Last week, Reps. Moon Byung-ho, Yoo Sung-yop and Hwang Ju-hong defected from the NPAD to join Ahn, an entrepreneur-turned-politician who recently left the party over a power struggle with current leader Rep. Moon Jae-in.
With Kim’s defection, only five out of eight lawmakers representing the NPAD’s political bastion of Gwangju remain within the party. Former NPAD members Reps. Chun Jung-bae and Park Joo-sun, both representing different districts of Gwangju, had left the party earlier in the year and are each planning to launch their own party.
Of the remaining five, only Rep. Kang Ki-jung is considered a part of the Moon faction, which observers point to as a sign that more of them could decide to leave as they had been demanding Moon step down for a fresh leadership ahead of next year’s general election.
“Many of the lawmakers representing (the Gwangju constituencies) are expected to make the decision (to leave),” Kim said without naming names.
The internal dispute at the NPAD has been spilling over to reshape the bipartisan political landscape paralleled by the ruling Saenuri Party in recent weeks, culminating in the defection of Ahn on Dec. 13.
While it had only been less than two years since Ahn joined forces with the main opposition bloc, he had recently been spearheading Moon’s internal critics that include the former Democratic Party’s old guards.

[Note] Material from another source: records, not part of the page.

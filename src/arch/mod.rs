//! Processor architectures that sfcscan can decode.
//!
//! Only the 65C816 is implemented. Its opcode table is built once and shared
//! read-only by every decoder and analyzer in the process.

pub mod w65c816;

With less than four months remaining to the April 13 parliamentary elections, the series of defections are feared to disperse the already weakened progressive support base against the solid conservatives.
Law professor Cho Kuk of Seoul National University, who had served in the NPAD’s reform committee, said via his Facebook page on Saturday that all the dissenting forces should work on paving their own ways but should gather forces ahead of the elections.
“(The opposition) should go their own way for the time being. … But it is hoped that they come to their cool-headed and rational senses ahead of April. I hope that they will align in the name of chaebol reform, economic democratization and citizens’ welfare,” he said as he touched on the sense of emergency felt among liberals.
Moon, meanwhile, urged for those being left behind to remain undeterred.
“Some of our family members have left our home (NPAD) saying they no longer like the way we are. But it is all the more reason for those remaining to gather forces and rebuild the house so that those who left will return,” Moon said while attending a welfare seminar at the National Assembly on Sunday.
Seoul City Mayor Park Won-soon, who also attended the event, emphasized consistent efforts to prevent further split.
“I am extremely concerned about the party. … Division leads to absolute defeat,” he said. “I think we should conjure up all means possible by trying to embrace conservative-centrist forces to win the parliamentary elections.”
Rep. Ahn, in the meantime, is planning to hold a press conference Monday and reveal the blueprint for creating his new party, his sources said. (
khnews@heraldcorp.com)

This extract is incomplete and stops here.